In addition, we need to ensure that staff have the appropriate tools 
and resources to perform effectively, including training and 
development, travel funds, and technology. And when our staff perform 
well, they should be appropriately rewarded. 

Undertake critical investments. We are requesting funds to undertake 
critical investments that would allow us to implement technology 
improvements and streamline and re-engineer work processes to enhance 
the productivity and effectiveness of our staff, conduct essential 
investments that have been deferred as the result of funding 
constraints and cannot continue to be deferred, and implement responses 
to changing federal conditions, such as smart card technology. Also, 
during recent years, we reduced, deferred, and slowed the pace of 
critical upgrades (e.g., engagement and administrative process 
upgrades) and deferred nonessential administrative activities. In 
fiscal year 2008, we would like to have sufficient funding to take 
action to protect our current investments and continue to be a model 
agency and lead by example. 

Legislative authority. We are requesting legislation to establish a 
Board of Contract Appeals at GAO to adjudicate contract claims 
involving contracts awarded by legislative branch agencies. GAO has 
performed this function on an ad hoc basis over the years for appeals 
of claims from decisions of the Architect of the Capitol on contracts 
that it awards. Recently we have agreed to handle claims arising under 
Government Printing Office contracts. The legislative proposal would 
promote efficiency and predictability in the resolution of contractor 
and agency claims by consolidating such work in an established and 
experienced adjudicative component of GAO and would permit GAO to 
recover its costs of providing such adjudicative services from 
legislative branch users of such services. 

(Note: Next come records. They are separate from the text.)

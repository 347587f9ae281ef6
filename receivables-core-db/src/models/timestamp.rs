use chrono::{DateTime, NaiveDateTime, Utc};
use serde::{Deserialize, Deserializer, Serializer};

/// Parses backend timestamps, which arrive either as RFC 3339 or as a zone-less
/// local date-time (interpreted as UTC).
pub fn parse_timestamp(value: &str) -> Option<DateTime<Utc>> {
    if let Ok(parsed) = DateTime::parse_from_rfc3339(value) {
        return Some(parsed.with_timezone(&Utc));
    }
    NaiveDateTime::parse_from_str(value, "%Y-%m-%dT%H:%M:%S%.f")
        .ok()
        .map(|naive| naive.and_utc())
}

pub fn serialize_optional_timestamp<S>(
    value: &Option<DateTime<Utc>>,
    serializer: S,
) -> Result<S::Ok, S::Error>
where
    S: Serializer,
{
    match value {
        Some(ts) => serializer.serialize_str(&ts.to_rfc3339()),
        None => serializer.serialize_none(),
    }
}

pub fn deserialize_optional_timestamp<'de, D>(
    deserializer: D,
) -> Result<Option<DateTime<Utc>>, D::Error>
where
    D: Deserializer<'de>,
{
    let raw: Option<String> = Option::deserialize(deserializer)?;
    match raw {
        None => Ok(None),
        Some(value) if value.trim().is_empty() => Ok(None),
        Some(value) => parse_timestamp(&value)
            .map(Some)
            .ok_or_else(|| serde::de::Error::custom(format!("Invalid timestamp: {value}"))),
    }
}

#[cfg(test)]
mod tests {
    use super::*;
    use chrono::{Datelike, Timelike};

    #[test]
    fn test_parse_rfc3339_and_local() {
        let zoned = parse_timestamp("2025-03-01T10:15:00+02:00").unwrap();
        assert_eq!(zoned.hour(), 8);

        let local = parse_timestamp("2025-03-01T10:15:00.123456").unwrap();
        assert_eq!(local.day(), 1);
        assert_eq!(local.hour(), 10);

        assert!(parse_timestamp("yesterday").is_none());
    }
}
use chrono::{DateTime, Utc};
use serde::{Deserialize, Serialize};

use crate::models::identifiable::Identifiable;
use crate::models::timestamp::{deserialize_optional_timestamp, serialize_optional_timestamp};

use super::bank_account::BankAccountModel;
use super::company_address::CompanyAddressModel;
use super::company_user::CompanyUserModel;
use super::financial_settings::FinancialSettingsModel;
use super::payment_settings::PaymentSettingsModel;

/// Company as returned by `GET /api/companies/{id}`
///
/// The edit flows never patch this struct directly: they work on the raw JSON
/// snapshot, which also carries flattened editing fields (`financial`,
/// `payment`, `addressLine1`, ...).
#[derive(Debug, Clone, PartialEq, Serialize, Deserialize)]
#[serde(rename_all = "camelCase")]
pub struct CompanyModel {
    pub id: i64,

    #[serde(default)]
    pub legal_name: String,
    #[serde(default)]
    pub trade_name: String,
    #[serde(default)]
    pub company_code: String,
    #[serde(default)]
    pub base_currency: String,
    #[serde(default)]
    pub time_zone: String,
    #[serde(default)]
    pub country: String,

    #[serde(
        default,
        serialize_with = "serialize_optional_timestamp",
        deserialize_with = "deserialize_optional_timestamp"
    )]
    pub created_at: Option<DateTime<Utc>>,
    #[serde(
        default,
        serialize_with = "serialize_optional_timestamp",
        deserialize_with = "deserialize_optional_timestamp"
    )]
    pub updated_at: Option<DateTime<Utc>>,

    #[serde(default)]
    pub financial_settings: Option<FinancialSettingsModel>,
    #[serde(default)]
    pub payment_settings: Option<PaymentSettingsModel>,
    #[serde(default)]
    pub company_address: Option<CompanyAddressModel>,
    #[serde(default)]
    pub bank_accounts: Vec<BankAccountModel>,
    #[serde(default)]
    pub users: Vec<CompanyUserModel>,
    #[serde(default)]
    pub company_customers: Vec<CompanyCustomerRef>,
}

/// Bare reference to a customer owned by the company
#[derive(Debug, Clone, Copy, PartialEq, Eq, Serialize, Deserialize)]
pub struct CompanyCustomerRef {
    pub id: i64,
}

impl CompanyModel {
    /// The account flagged as default, falling back to the first one
    pub fn default_bank_account(&self) -> Option<&BankAccountModel> {
        self.bank_accounts
            .iter()
            .find(|account| account.is_default == Some(true))
            .or_else(|| self.bank_accounts.first())
    }
}

impl Identifiable for CompanyModel {
    fn get_id(&self) -> i64 {
        self.id
    }
}

#[cfg(test)]
mod tests {
    use super::*;
    use crate::models::company::common_enums::UserStatus;
    use rust_decimal::Decimal;
    use serde_json::json;

    #[test]
    fn test_deserialize_backend_company() {
        let company: CompanyModel = serde_json::from_value(json!({
            "id": 12,
            "legalName": "Acme Holdings",
            "tradeName": "Acme",
            "companyCode": "ACM",
            "baseCurrency": "USD",
            "timeZone": "America/New_York",
            "country": "US",
            "createdAt": "2025-01-10T09:30:00",
            "updatedAt": null,
            "financialSettings": {
                "id": 3,
                "fiscalYearStartMonth": 4,
                "defaultArAccountCode": "1200",
                "revenueRecognitionMode": "ON_INVOICE",
                "defaultTaxHandling": "EXCLUSIVE",
                "defaultPaymentTerms": "NET30",
                "allowOtherTerms": true,
                "enableCreditLimitChecking": false,
                "agingBucketConfig": "0-30,31-60,61-90,90+",
                "dunningFrequencyDays": 30,
                "enableAutomatedDunningEmails": true,
                "defaultCreditLimit": 5000.5
            },
            "bankAccounts": [
                { "id": 1, "bankName": "First", "accountNumber": "001", "isDefault": false },
                { "id": 2, "bankName": "Second", "accountNumber": "002", "isDefault": true }
            ],
            "users": [
                { "id": 9, "name": "Ada", "email": "ada@acme.test", "status": "active",
                  "role": { "id": 1, "name": "Admin", "description": "All access" } }
            ],
            "companyCustomers": [{ "id": 100 }]
        }))
        .unwrap();

        assert_eq!(company.get_id(), 12);
        assert!(company.created_at.is_some());
        assert!(company.updated_at.is_none());
        let financial = company.financial_settings.as_ref().unwrap();
        assert_eq!(financial.default_credit_limit, Some(Decimal::new(50005, 1)));
        assert_eq!(company.default_bank_account().unwrap().bank_name, "Second");
        assert_eq!(company.users[0].status, UserStatus::Active);
        assert!(company.payment_settings.is_none());
    }
}
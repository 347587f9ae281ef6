use async_trait::async_trait;
use receivables_core_db::repository::storage_key::StorageKey;
use receivables_core_db::repository::store::StoreEntry;
use std::error::Error;

use super::repo_impl::InMemoryStorage;

#[async_trait]
impl StoreEntry for InMemoryStorage {
    async fn store(&self, key: StorageKey, value: String) -> Result<(), Box<dyn Error + Send + Sync>> {
        self.entries.write().insert(key, value);
        Ok(())
    }
}
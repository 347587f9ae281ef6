use async_trait::async_trait;

use super::storage_key::StorageKey;

/// Storage trait for deleting a single entry
#[async_trait]
pub trait RemoveEntry: Send + Sync {
    /// Remove the entry stored under a key. Removing a missing key is not an error.
    async fn remove(&self, key: StorageKey) -> Result<(), Box<dyn std::error::Error + Send + Sync>>;
}
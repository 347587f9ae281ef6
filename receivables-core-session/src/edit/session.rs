use parking_lot::RwLock;
use receivables_core_api::domain::envelope::ApiResponse;
use receivables_core_db::repository::json::{load_json, store_json};
use receivables_core_db::repository::session_storage::SessionStorage;
use receivables_core_db::repository::storage_key::StorageKey;
use serde_json::{Map, Value};
use std::marker::PhantomData;
use std::sync::Arc;

use super::diff::changed_payload;
use super::entity::EditableEntity;
use super::gateway::EntityGateway;
use crate::error::{SessionError, SessionResult};
use crate::notify::Notifier;
use crate::snapshot::SnapshotStore;
use crate::wizard::{WizardProgress, WizardStep};

pub const NO_CHANGES_MESSAGE: &str = "No changes detected to update.";

/// Result of a successful [`EditSession::save`]
#[derive(Debug, Clone, PartialEq)]
pub enum SaveOutcome {
    /// Nothing differed from the original; no request was sent
    NoChanges { route: String },
    Saved {
        route: String,
        response: ApiResponse<Value>,
    },
}

impl SaveOutcome {
    /// Where to navigate next
    pub fn route(&self) -> &str {
        match self {
            SaveOutcome::NoChanges { route } | SaveOutcome::Saved { route, .. } => route,
        }
    }
}

struct SessionState<S: WizardStep> {
    entity_id: Option<i64>,
    progress: WizardProgress<S>,
}

/// Add or edit session of a single record
///
/// Holds the original and working snapshots, mirrors them into session
/// storage, gates wizard steps and turns the working snapshot into a minimal
/// patch on save.
pub struct EditSession<E: EditableEntity> {
    storage: Arc<dyn SessionStorage>,
    gateway: Arc<dyn EntityGateway>,
    notifier: Arc<dyn Notifier>,
    snapshots: SnapshotStore,
    state: RwLock<SessionState<E::Step>>,
    _entity: PhantomData<fn() -> E>,
}

impl<E: EditableEntity> EditSession<E> {
    pub fn new(
        storage: Arc<dyn SessionStorage>,
        gateway: Arc<dyn EntityGateway>,
        notifier: Arc<dyn Notifier>,
    ) -> Self {
        Self {
            storage,
            gateway,
            notifier,
            snapshots: SnapshotStore::new(),
            state: RwLock::new(SessionState {
                entity_id: None,
                progress: WizardProgress::for_add(),
            }),
            _entity: PhantomData,
        }
    }

    pub fn snapshots(&self) -> &SnapshotStore {
        &self.snapshots
    }

    pub fn entity_id(&self) -> Option<i64> {
        self.state.read().entity_id
    }

    pub fn progress(&self) -> WizardProgress<E::Step> {
        self.state.read().progress.clone()
    }

    pub fn is_edit_mode(&self) -> bool {
        self.state.read().progress.is_edit_mode()
    }

    pub fn can_visit(&self, step: E::Step) -> bool {
        self.state.read().progress.can_visit(step)
    }

    /// Route of `step` in the current mode
    pub fn route_for(&self, step: E::Step) -> String {
        let state = self.state.read();
        let id = state.progress.is_edit_mode().then_some(state.entity_id).flatten();
        E::step_route(step, id)
    }

    /// Start adding a new record, returning the route of the first step
    pub async fn open_new(&self) -> SessionResult<String> {
        self.snapshots.clear();
        self.storage.remove(E::ORIGINAL_KEY).await?;

        let progress = WizardProgress::for_add();
        progress.persist(self.storage.as_ref()).await?;
        *self.state.write() = SessionState {
            entity_id: None,
            progress,
        };

        Ok(E::step_route(E::Step::first(), None))
    }

    /// Pick up an add flow after a reload: step progress and the id of the
    /// record created by the first step
    pub async fn resume_new(&self) -> SessionResult<()> {
        let progress = WizardProgress::restore(self.storage.as_ref()).await?;
        let entity_id = match E::CREATED_ID_KEY {
            Some(key) => load_json::<i64, _>(self.storage.as_ref(), key).await?,
            None => None,
        };
        *self.state.write() = SessionState { entity_id, progress };
        Ok(())
    }

    /// Remember the id the backend assigned to the record being added
    pub async fn record_created(&self, id: i64) -> SessionResult<()> {
        if let Some(key) = E::CREATED_ID_KEY {
            store_json(self.storage.as_ref(), key, &id).await?;
        }
        self.state.write().entity_id = Some(id);
        Ok(())
    }

    /// Start editing an existing record
    ///
    /// Cached snapshots of the same record are restored first so a failed
    /// fetch still leaves the user's work in place; a successful fetch then
    /// replaces both snapshots and their mirrors. Every step is unlocked.
    pub async fn open_existing(&self, id: i64) -> SessionResult<String> {
        *self.state.write() = SessionState {
            entity_id: Some(id),
            progress: WizardProgress::for_edit(),
        };

        let cached_working = self.load_cached(E::EDITING_KEY, id).await?;
        self.snapshots.set_working(cached_working);
        let cached_original = self.load_cached(E::ORIGINAL_KEY, id).await?;
        self.snapshots.set_original(cached_original);

        match self.gateway.fetch(id).await {
            Ok(Some(record)) => {
                store_json(self.storage.as_ref(), E::EDITING_KEY, &record).await?;
                store_json(self.storage.as_ref(), E::ORIGINAL_KEY, &record).await?;
                self.snapshots.set_working(Some(record.clone()));
                self.snapshots.set_original(Some(record));
            }
            Ok(None) => {
                tracing::warn!(entity = E::NAME, id, "backend returned no data");
            }
            Err(err) => {
                tracing::error!(entity = E::NAME, id, error = %err, "failed to load record for editing");
                self.notifier.error(&format!("Error loading {}", E::NAME));
                return Err(err.into());
            }
        }

        Ok(E::step_route(E::Step::first(), Some(id)))
    }

    async fn load_cached(
        &self,
        key: StorageKey,
        id: i64,
    ) -> SessionResult<Option<Value>> {
        let cached: Option<Value> = load_json(self.storage.as_ref(), key).await?;
        Ok(cached.filter(|snapshot| snapshot.get("id").and_then(Value::as_i64) == Some(id)))
    }

    /// Merge the values of one step into the working snapshot
    ///
    /// Root keys are replaced, except that an object merged onto an object
    /// keeps the keys the step did not touch.
    pub async fn merge_step(&self, values: Map<String, Value>) -> SessionResult<Value> {
        let mut working = match self.snapshots.working() {
            Some(Value::Object(map)) => map,
            _ => Map::new(),
        };

        for (key, value) in values {
            match value {
                Value::Object(incoming) if working.get(&key).is_some_and(Value::is_object) => {
                    if let Some(Value::Object(existing)) = working.get_mut(&key) {
                        existing.extend(incoming);
                    }
                }
                value => {
                    working.insert(key, value);
                }
            }
        }

        let working = Value::Object(working);
        store_json(self.storage.as_ref(), E::EDITING_KEY, &working).await?;
        self.snapshots.set_working(Some(working.clone()));
        Ok(working)
    }

    /// Record that `step` was saved, returning the route to continue with
    pub async fn record_step_saved(&self, step: E::Step) -> SessionResult<String> {
        let (next, progress) = {
            let mut state = self.state.write();
            let next = if state.progress.is_edit_mode() {
                step.next()
            } else {
                state.progress.complete(step)
            };
            (next, state.progress.clone())
        };

        if !progress.is_edit_mode() {
            progress.persist(self.storage.as_ref()).await?;
        }

        Ok(match next {
            Some(next) => self.route_for(next),
            None => E::LIST_ROUTE.to_string(),
        })
    }

    /// Fields that would be sent by [`save`](Self::save) right now
    pub fn changed_payload(&self) -> Map<String, Value> {
        changed_payload(
            self.snapshots.working().as_ref(),
            self.snapshots.original().as_ref(),
            E::allowlist(),
            E::diff_options(),
        )
    }

    /// Typed view of the working snapshot
    pub fn working_model(&self) -> SessionResult<Option<E::Model>> {
        self.snapshots
            .working()
            .map(serde_json::from_value)
            .transpose()
            .map_err(SessionError::from)
    }

    /// Send the changed fields of the working snapshot
    ///
    /// An empty diff sends nothing. A successful patch clears both snapshots
    /// and their mirrors; a failed one leaves them untouched for another try.
    pub async fn save(&self) -> SessionResult<SaveOutcome> {
        let id = self.entity_id().ok_or(SessionError::NotOpen(E::NAME))?;

        // Add-mode records are still being built step by step
        if self.is_edit_mode() {
            if let Err(incomplete) = E::check_complete(self.snapshots.working().as_ref()) {
                self.notifier.error(&incomplete.to_string());
                return Err(incomplete.into());
            }
        }

        let payload = self.changed_payload();
        if payload.is_empty() {
            tracing::debug!(entity = E::NAME, id, "no changes to save");
            self.notifier.info(NO_CHANGES_MESSAGE);
            return Ok(SaveOutcome::NoChanges {
                route: E::LIST_ROUTE.to_string(),
            });
        }

        tracing::info!(entity = E::NAME, id, fields = payload.len(), "saving changes");
        match self.gateway.patch(id, &payload).await {
            Ok(response) => {
                self.snapshots.clear();
                self.notifier.success(&format!("{} updated successfully.", E::TITLE));
                for key in [E::EDITING_KEY, E::ORIGINAL_KEY] {
                    if let Err(error) = self.storage.remove(key).await {
                        tracing::warn!(entity = E::NAME, id, %key, %error, "could not drop saved snapshot mirror");
                    }
                }
                Ok(SaveOutcome::Saved {
                    route: E::LIST_ROUTE.to_string(),
                    response,
                })
            }
            Err(err) => {
                tracing::error!(entity = E::NAME, id, error = %err, "failed to save changes");
                self.notifier.error(&format!("Failed to update {}.", E::NAME));
                Err(err.into())
            }
        }
    }
}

We also plan to request legislation that will assist GAO in performing 
its mission work and enhance our human capital policies, including 
addressing certain compensation and benefits issues of interest to our 
employees. While there are a number of important provisions, today I 
will only discuss several of the significant ones. Regarding provisions 
concerned with mission work, we have identified a number of legislative 
mandates that are either no longer meeting the purpose intended or 
should be performed by an entity other than GAO. We are working with 
the cognizant entities and the appropriate authorization and oversight 
committees to discuss the potential impact of legislative relief for 
these issues. 

Another provision would update the existing authority of the 
Comptroller General to administer oaths when appropriate for an audit 
or investigation. The Comptroller General has long had the authority to 
"administer oaths to witnesses when auditing and settling 
accounts".[Footnote 2] Because of the variety of audits and 
investigations GAO now performs, we propose the deletion of "when 
auditing and settling accounts" so that in those limited circumstances 
where appropriate, the Comptroller General may authorize the 
administration of oaths to witnesses. To keep the Congress apprized of 
difficulties we have interviewing agency personnel and obtaining agency 
views on matters related to ongoing mission work, we will suggest new 
reporting requirements. When agencies or other entities ignore a 
request by the Comptroller General to have personnel provide 
information under oath, make personnel available for interviews, or 
provide written answers to questions, the Comptroller General would 
report to the Congress as soon as practicable and also include such 
information in the annual report to the Congress. 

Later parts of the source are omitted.